- **EXERCISE BRIEF**: Your task is to show every line in the listing below that includes "dropped".

**********

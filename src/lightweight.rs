//! Lightweight pipeline - the same five stages on tokio tasks
//!
//! Bounded `tokio::sync::mpsc` channels give the same backpressure as the
//! classic pipeline: a full channel parks the sending task on `send().await`.
//! Stop is a `watch` signal raced against every await point.

use std::panic::{self, AssertUnwindSafe};
use std::sync::Arc;
use std::sync::atomic::{AtomicBool, Ordering};
use std::time::Duration;

use serde::Serialize;
use tokio::sync::{Mutex, mpsc, watch};
use tokio::task::JoinHandle;
use tokio::time::{self, MissedTickBehavior};
use tracing::{debug, error, info};
use utoipa::ToSchema;

use crate::config::PipelineConfig;
use crate::error::PipelineError;
use crate::models::Trade;
use crate::stages::{
    AuditSummary, AuditTrail, Auditor, Enricher, Settler, StageKind, TradeProcessor,
    TradeSynthesizer, Validator,
};
use crate::stats::{PipelineStats, PipelineStatsSnapshot};
use crate::worker::WorkerState;

#[derive(Debug, Clone, Serialize, ToSchema)]
pub struct LightweightReport {
    pub state: WorkerState,
    pub counters: PipelineStatsSnapshot,
    pub audit: AuditSummary,
}

struct RunHandle {
    stop_tx: watch::Sender<bool>,
    tasks: Vec<(StageKind, JoinHandle<()>)>,
}

pub struct LightweightPipeline {
    config: PipelineConfig,
    stats: Arc<PipelineStats>,
    audit_trail: Arc<AuditTrail>,
    running: AtomicBool,
    handle: Mutex<Option<RunHandle>>,
}

impl LightweightPipeline {
    pub fn new(config: &PipelineConfig) -> Result<Self, PipelineError> {
        config
            .validate()
            .map_err(|e| PipelineError::Config(e.to_string()))?;
        Ok(Self {
            config: config.clone(),
            stats: Arc::new(PipelineStats::new()),
            audit_trail: Arc::new(AuditTrail::new(config.audit_trail_len)),
            running: AtomicBool::new(false),
            handle: Mutex::new(None),
        })
    }

    /// Spawn one task per stage. No-op if already running.
    pub async fn start(&self) {
        let mut slot = self.handle.lock().await;
        if slot.is_some() {
            debug!("Lightweight pipeline already running, start ignored");
            return;
        }

        let (stop_tx, stop_rx) = watch::channel(false);
        let (trades_tx, trades_rx) = mpsc::channel(self.config.queue_capacity);
        let (validated_tx, validated_rx) = mpsc::channel(self.config.stage_capacity);
        let (enriched_tx, enriched_rx) = mpsc::channel(self.config.stage_capacity);
        let (settled_tx, settled_rx) = mpsc::channel(self.config.stage_capacity);

        let synthesizer = TradeSynthesizer::new(
            self.config.from_currency.clone(),
            self.config.to_currency.clone(),
        );

        let tasks = vec![
            (
                StageKind::Producer,
                tokio::spawn(run_producer(
                    synthesizer,
                    trades_tx,
                    self.config.produce_interval(),
                    self.stats.clone(),
                    stop_rx.clone(),
                )),
            ),
            (
                StageKind::Validator,
                tokio::spawn(run_processor(
                    Validator::new(),
                    trades_rx,
                    Some(validated_tx),
                    self.stats.clone(),
                    stop_rx.clone(),
                )),
            ),
            (
                StageKind::Enricher,
                tokio::spawn(run_processor(
                    Enricher::new(),
                    validated_rx,
                    Some(enriched_tx),
                    self.stats.clone(),
                    stop_rx.clone(),
                )),
            ),
            (
                StageKind::Settler,
                tokio::spawn(run_processor(
                    Settler::new(),
                    enriched_rx,
                    Some(settled_tx),
                    self.stats.clone(),
                    stop_rx.clone(),
                )),
            ),
            (
                StageKind::Auditor,
                tokio::spawn(run_processor(
                    Auditor::new(self.audit_trail.clone()),
                    settled_rx,
                    None,
                    self.stats.clone(),
                    stop_rx,
                )),
            ),
        ];

        *slot = Some(RunHandle { stop_tx, tasks });
        self.running.store(true, Ordering::Release);
        info!(stages = StageKind::ALL.len(), "Lightweight pipeline started");
    }

    /// Signal every task and await it. No-op if already stopped.
    ///
    /// All tasks are awaited; the first one that panicked is reported.
    pub async fn stop(&self) -> Result<(), PipelineError> {
        let mut slot = self.handle.lock().await;
        let Some(RunHandle { stop_tx, tasks }) = slot.take() else {
            return Ok(());
        };
        self.running.store(false, Ordering::Release);

        // receivers may already be gone if every task exited
        let _ = stop_tx.send(true);

        let mut first_err = None;
        for (stage, task) in tasks {
            if let Err(e) = task.await {
                error!(stage = stage.name(), error = %e, "Lightweight stage task failed");
                first_err.get_or_insert(PipelineError::WorkerPanicked {
                    stage: stage.name(),
                });
            }
        }
        info!(stats = %self.stats.snapshot(), "Lightweight pipeline stopped");
        first_err.map_or(Ok(()), Err)
    }

    pub fn state(&self) -> WorkerState {
        if self.running.load(Ordering::Acquire) {
            WorkerState::Running
        } else {
            WorkerState::Stopped
        }
    }

    pub fn stats(&self) -> LightweightReport {
        LightweightReport {
            state: self.state(),
            counters: self.stats.snapshot(),
            audit: self.audit_trail.summary(),
        }
    }

    pub fn audit_trail(&self) -> &Arc<AuditTrail> {
        &self.audit_trail
    }
}

impl std::fmt::Debug for LightweightPipeline {
    fn fmt(&self, f: &mut std::fmt::Formatter<'_>) -> std::fmt::Result {
        f.debug_struct("LightweightPipeline")
            .field("state", &self.state())
            .field("config", &self.config)
            .finish()
    }
}

/// Resolves once the stop flag is set (or the sender is gone)
async fn stopped(stop: &mut watch::Receiver<bool>) {
    loop {
        let is_stopped = *stop.borrow_and_update();
        if is_stopped || stop.changed().await.is_err() {
            return;
        }
    }
}

async fn run_producer(
    mut synthesizer: TradeSynthesizer,
    tx: mpsc::Sender<Trade>,
    period: Duration,
    stats: Arc<PipelineStats>,
    mut stop: watch::Receiver<bool>,
) {
    let mut ticker = time::interval(period);
    ticker.set_missed_tick_behavior(MissedTickBehavior::Delay);

    loop {
        tokio::select! {
            biased;
            _ = stopped(&mut stop) => break,
            _ = ticker.tick() => {}
        }

        let trade = synthesizer.next_trade();
        let trade_id = trade.id().to_string();
        tokio::select! {
            biased;
            _ = stopped(&mut stop) => {
                stats.incr_interrupted();
                break;
            }
            sent = tx.send(trade) => {
                if sent.is_err() {
                    break;
                }
                stats.incr_produced();
                debug!(trade_id = %trade_id, "Trade produced");
            }
        }
    }
    debug!(stage = StageKind::Producer.name(), "Lightweight task exiting");
}

async fn run_processor<P: TradeProcessor>(
    mut processor: P,
    mut rx: mpsc::Receiver<Trade>,
    tx: Option<mpsc::Sender<Trade>>,
    stats: Arc<PipelineStats>,
    mut stop: watch::Receiver<bool>,
) {
    let stage = processor.stage().name();

    loop {
        let trade = tokio::select! {
            biased;
            _ = stopped(&mut stop) => break,
            received = rx.recv() => match received {
                Some(trade) => trade,
                None => break,
            },
        };

        let status_in = trade.status();
        let out = match panic::catch_unwind(AssertUnwindSafe(|| processor.process(trade))) {
            Ok(Ok(Some(out))) => out,
            Ok(Ok(None)) => {
                stats.incr_audited();
                continue;
            }
            Ok(Err(e)) => {
                stats.incr_tick_failure();
                error!(stage, error = %e, "Trade processing failed, trade dropped");
                continue;
            }
            Err(_) => {
                stats.incr_tick_failure();
                error!(stage, "Trade processing panicked, trade dropped");
                continue;
            }
        };

        if out.status() != status_in {
            stats.record_status(out.status());
        }

        let Some(tx) = &tx else {
            continue;
        };
        tokio::select! {
            biased;
            _ = stopped(&mut stop) => {
                stats.incr_interrupted();
                break;
            }
            sent = tx.send(out) => {
                if sent.is_err() {
                    break;
                }
            }
        }
    }
    debug!(stage, "Lightweight task exiting");
}
//! Settlement: stamp enriched trades with their settlement time.

use chrono::Utc;

use crate::error::PipelineError;
use crate::models::{Trade, TradeStatus};
use crate::stages::{StageKind, TradeProcessor};

#[derive(Debug, Default)]
pub struct Settler;

impl Settler {
    pub fn new() -> Self {
        Self
    }
}

impl TradeProcessor for Settler {
    fn stage(&self) -> StageKind {
        StageKind::Settler
    }

    fn process(&mut self, trade: Trade) -> Result<Option<Trade>, PipelineError> {
        match trade.status() {
            TradeStatus::Rejected => Ok(Some(trade)),
            _ => trade.settled(Utc::now()).map(Some),
        }
    }
}
//! Pipeline Service - the operations exposed to the outside world
//!
//! Wraps one classic [`PipelineOrchestrator`] and one [`LightweightPipeline`],
//! both built once at startup. Classic start/stop block the caller (stop joins
//! threads); async callers should go through `spawn_blocking`.

use serde::Serialize;
use tracing::info;
use utoipa::ToSchema;

use crate::config::PipelineConfig;
use crate::error::PipelineError;
use crate::lightweight::{LightweightPipeline, LightweightReport};
use crate::orchestrator::{PipelineOrchestrator, PipelineReport};
use crate::worker::WorkerState;

/// State of both pipeline modes
#[derive(Debug, Clone, Serialize, ToSchema)]
pub struct ServiceStatus {
    pub classic: WorkerState,
    pub alternate: WorkerState,
    pub classic_stats: PipelineReport,
    pub alternate_stats: LightweightReport,
}

#[derive(Debug)]
pub struct PipelineService {
    classic: PipelineOrchestrator,
    alternate: LightweightPipeline,
}

impl PipelineService {
    pub fn new(config: &PipelineConfig) -> Result<Self, PipelineError> {
        Ok(Self {
            classic: PipelineOrchestrator::new(config)?,
            alternate: LightweightPipeline::new(config)?,
        })
    }

    /// Idempotent
    pub fn start_classic_pipeline(&self) -> Result<(), PipelineError> {
        info!("Starting classic blocking queue pipeline");
        self.classic.start_pipeline()
    }

    /// Idempotent; blocks until every worker thread has exited
    pub fn stop_classic_pipeline(&self) -> Result<(), PipelineError> {
        info!("Stopping classic blocking queue pipeline");
        self.classic.stop_pipeline()
    }

    pub async fn start_alternate_pipeline(&self) -> Result<(), PipelineError> {
        info!("Starting lightweight task pipeline");
        self.alternate.start().await;
        Ok(())
    }

    pub async fn stop_alternate_pipeline(&self) -> Result<(), PipelineError> {
        info!("Stopping lightweight task pipeline");
        self.alternate.stop().await
    }

    pub fn status(&self) -> ServiceStatus {
        ServiceStatus {
            classic: self.classic.state(),
            alternate: self.alternate.state(),
            classic_stats: self.classic.stats(),
            alternate_stats: self.alternate.stats(),
        }
    }

    pub fn classic(&self) -> &PipelineOrchestrator {
        &self.classic
    }

    pub fn alternate(&self) -> &LightweightPipeline {
        &self.alternate
    }
}

#[cfg(test)]
mod tests {
    use super::*;

    fn config() -> PipelineConfig {
        PipelineConfig {
            queue_capacity: 8,
            stage_capacity: 8,
            produce_interval_ms: 10,
            ..Default::default()
        }
    }

    #[tokio::test]
    async fn test_modes_are_independent() {
        let service = PipelineService::new(&config()).unwrap();
        assert_eq!(service.status().classic, WorkerState::Stopped);
        assert_eq!(service.status().alternate, WorkerState::Stopped);

        service.start_alternate_pipeline().await.unwrap();
        let status = service.status();
        assert_eq!(status.alternate, WorkerState::Running);
        assert_eq!(status.classic, WorkerState::Stopped);

        service.stop_alternate_pipeline().await.unwrap();
        service.stop_alternate_pipeline().await.unwrap();
        assert_eq!(service.status().alternate, WorkerState::Stopped);
    }

    #[test]
    fn test_classic_start_stop_idempotent() {
        let service = PipelineService::new(&config()).unwrap();
        service.stop_classic_pipeline().unwrap();
        service.start_classic_pipeline().unwrap();
        service.start_classic_pipeline().unwrap();
        assert_eq!(service.status().classic, WorkerState::Running);
        service.stop_classic_pipeline().unwrap();
        service.stop_classic_pipeline().unwrap();
        assert_eq!(service.status().classic, WorkerState::Stopped);
    }
}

**********

- **ANSWER TO THE EXERCISE**:
                error!(stage, error = %e, "Trade processing failed, trade dropped");
                error!(stage, "Trade processing panicked, trade dropped");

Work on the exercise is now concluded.